It seems to be working some what better than the local law enforcemeat where they keep getting the preditors to keep coming in. I think date line should replace more of those realtity shows with there sting operation. There is no bag limit on the scum the are calling in!!!!!!!!!


----------



## Bobm (Aug 26, 2003)

I think they should quit televising it so they could catch more of them, and if it wasn't on film their could be alot more of them resisting arrest and falling down stairs


----------



## usmarine0352 (Nov 26, 2005)

*To Catch a Predator*

I think this show is awesome.

It does a couple of positive things:

1.) Gets pedophiles off the streets.

2.) Gets child molestation the coverage it deserves. Hurting a child is the worst thing possible.

3.) Shows criminals what happens to them and hopefully is a deterrent.

Negatives of the show:

1.) Puts to much emphasize on outside molestation (strangers) while in fact most cases ( over 75%, I believe) are in fact relatives or persons known to the victim.

Well, I do know that sex offenders are mostly relatives or people known to the victim, I do believe that as the internet and websites like myspace or hotornot are around more and more sex offenders are going to be meeting kids who are strangers.

For sex offenders it's easier to molest and in their mind get away with crimes if it's someone who doesn't know them and couldn't identify them.

Sort of like bank robbers.....they started out with horses and transitioned to cars as the automobile came along.

So I think it is a great idea and a great show. Child Molesters are the worst out there and the more we see it, hopefully the more it will decrease and the more normal citizens will do to keep their own kids safe.

:sniper:


----------



## DJRooster (Nov 4, 2002)

This type of offense is easily set up and the criminal caught by using a sting. It's too bad we can't be as effective in catching other kinds of criminal behavior using this same method. I hope they continue until they run out of perverts but that just ain't going to happen. I would think they have a high conviction rate with these kinds of operations. Many criminals get caught but not all get convicted.


----------



## MSG Rude (Oct 6, 2003)

I have watched this show with my daughters age 16,15, and 15. i did it to show them what these guys are truely like and how they talk on the inter-net.

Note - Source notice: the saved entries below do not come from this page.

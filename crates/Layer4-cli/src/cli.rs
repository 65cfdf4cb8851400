//! Command handlers

use crate::render;
use crate::{AgentAction, Command, ConfigScope, LogAction};
use anyhow::Context;
use std::sync::Arc;
use tasktrack_foundation::{LogLevel, LogQuery, SqliteStore, TaskId, TaskStatus, TrackerConfig};
use tasktrack_task::{ChannelSink, ObserverId, ScheduleHandle, TaskManager};
use tokio::task::JoinHandle;
use tracing::debug;

/// Flags that shape how the manager is built
pub struct Options {
    pub memory: bool,
}

pub async fn dispatch(
    config: TrackerConfig,
    options: Options,
    command: Command,
) -> anyhow::Result<()> {
    if let Command::Config { save } = command {
        return show_config(&config, save);
    }

    let manager = build_manager(config, &options)?;

    match command {
        Command::Run {
            commands,
            agent,
            json,
        } => run(&manager, commands, agent, json).await,
        Command::Create {
            name,
            command,
            agent,
            start,
        } => create(&manager, name, command, agent, start).await,
        Command::Tasks { skip, limit } => {
            let tasks = manager.list(skip, limit).await?;
            if tasks.is_empty() {
                println!("No tasks.");
            }
            for task in &tasks {
                println!("{}", render::task_line(task));
            }
            Ok(())
        }
        Command::Task { id } => {
            let task = manager.get(parse_task_id(&id)?).await?;
            println!("{}", serde_json::to_string_pretty(&task)?);
            Ok(())
        }
        Command::Logs {
            level,
            source,
            task,
            skip,
            limit,
        } => {
            let mut query = LogQuery::new().with_page(skip, limit);
            if let Some(level) = level {
                query = query.with_level(level.parse::<LogLevel>()?);
            }
            if let Some(source) = source {
                query = query.with_source(source);
            }
            if let Some(task) = task {
                query = query.with_task(parse_task_id(&task)?);
            }

            for record in manager.logs(query).await? {
                println!("{:>6} {}", record.id, record.format_line());
            }
            Ok(())
        }
        Command::Log { action } => match action {
            LogAction::Show { id } => {
                let record = manager.log(id).await?;
                println!("{}", serde_json::to_string_pretty(&record)?);
                Ok(())
            }
            LogAction::Delete { id } => {
                manager.delete_log(id).await?;
                println!("Deleted log {}", id);
                Ok(())
            }
        },
        Command::Agent { action } => agent(&manager, action).await,
        Command::Config { .. } => Ok(()),
    }
}

fn show_config(config: &TrackerConfig, save: Option<ConfigScope>) -> anyhow::Result<()> {
    println!("{}", serde_json::to_string_pretty(config)?);

    match save {
        Some(ConfigScope::Global) => {
            config.save_global().context("saving global config")?;
            eprintln!("Saved global config");
        }
        Some(ConfigScope::Project) => {
            config.save_project().context("saving project config")?;
            eprintln!("Saved project config");
        }
        None => {}
    }
    Ok(())
}

async fn agent(manager: &TaskManager, action: AgentAction) -> anyhow::Result<()> {
    match action {
        AgentAction::List { skip, limit } => {
            let agents = manager.agents(skip, limit).await?;
            if agents.is_empty() {
                println!("No agents.");
            }
            for agent in &agents {
                println!("{}", render::agent_line(agent));
            }
        }
        AgentAction::Show { id } => {
            let agent = manager.agent(id).await?;
            println!("{}", serde_json::to_string_pretty(&agent)?);
        }
        AgentAction::Register { name, description } => {
            let agent = manager.register_agent(name, description).await?;
            println!("{}", render::agent_line(&agent));
        }
        AgentAction::Heartbeat { id } => {
            let agent = manager.heartbeat(id).await?;
            println!("{}", render::agent_line(&agent));
        }
        AgentAction::Delete { id } => {
            manager.remove_agent(id).await?;
            println!("Deleted agent {}", id);
        }
    }
    Ok(())
}

fn build_manager(config: TrackerConfig, options: &Options) -> anyhow::Result<TaskManager> {
    let builder = if options.memory {
        TaskManager::builder(config)
    } else {
        let data_dir = config.data_dir();
        debug!(data_dir = %data_dir.display(), "Opening task database");
        let store = SqliteStore::open(&data_dir)
            .with_context(|| format!("opening task database in {}", data_dir.display()))?;
        TaskManager::builder(config).store(Arc::new(store))
    };
    Ok(builder.build()?)
}

fn parse_task_id(id: &str) -> anyhow::Result<TaskId> {
    id.parse::<TaskId>()
        .with_context(|| format!("'{}' is not a task id", id))
}

/// Attach a stdout observer; it stops once the hub drops it
fn watch(manager: &TaskManager, json: bool) -> (ObserverId, JoinHandle<()>) {
    let (sink, mut rx) = ChannelSink::pair("stdout");
    let observer = manager.connect(Arc::new(sink));

    let printer = tokio::spawn(async move {
        while let Some(message) = rx.recv().await {
            if json {
                println!("{}", message);
            } else {
                println!("{}", render::event_line(&message));
            }
        }
    });

    (observer, printer)
}

/// Wait for every handle, then detach the observer and drain its output
async fn finish(
    manager: &TaskManager,
    handles: Vec<ScheduleHandle>,
    watcher: (ObserverId, JoinHandle<()>),
) -> anyhow::Result<()> {
    let mut failed = 0;
    for handle in handles {
        match handle.wait().await {
            Some(task) if task.status == TaskStatus::Completed => {}
            _ => failed += 1,
        }
    }

    let (observer, printer) = watcher;
    manager.disconnect(observer);
    printer.await?;

    if failed > 0 {
        anyhow::bail!("{} task(s) did not complete", failed);
    }
    Ok(())
}

async fn run(
    manager: &TaskManager,
    commands: Vec<String>,
    agent: Option<String>,
    json: bool,
) -> anyhow::Result<()> {
    let watcher = watch(manager, json);

    let mut handles = Vec::with_capacity(commands.len());
    for command in commands {
        let (_, handle) = manager.execute(command, agent.clone()).await?;
        handles.push(handle);
    }

    finish(manager, handles, watcher).await
}

async fn create(
    manager: &TaskManager,
    name: String,
    command: String,
    agent: Option<String>,
    start: bool,
) -> anyhow::Result<()> {
    if !start {
        let task = manager.create(name, command, agent).await?;
        println!("{}", render::task_line(&task));
        return Ok(());
    }

    let watcher = watch(manager, false);
    let (_, handle) = manager.submit(name, command, agent).await?;
    finish(manager, vec![handle], watcher).await
}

My kids get to see how these guys can play on their emotion and lure them into possibly meeting them.

The kids get to see how these jackass's really are and how they can manipulate these 'young girls' and how they know what to say to them to get their trust and confidence.

I also tell them that most teenage boys will use the same lines to get them too. I was a teenage boy once. (Too bad I was a library nerd....and still am!)


----------



## Hardsell (Jan 29, 2007)

I think this show is a real eye opener to the public, letting them know what really goes on. People need to know the dangers that can be brought to their door step without their knowledge. I can't speak for every one else, but I really enjoy watching the show. Seeing how manipulative and shifty these pedophiles are, then how they try to justify their actions is really intriguing. Human nature can be very twisted. It is comforting knowing that these monsters will burn in Hell.


----------



## Bgunit68 (Dec 26, 2006)

I think Dateline should team up with Drury Outdoors. They can set a tree stand up in the front yard and after Hansen lets the lowlife go, Mark Drury should put a broadhead through the dirtbag's neck. Save a lot of time and money on arrest, trial and incarceration. Pedophiles are the lowest form of life on earth!


----------



## averyghg (Oct 16, 2006)

hahahahaha classic!


----------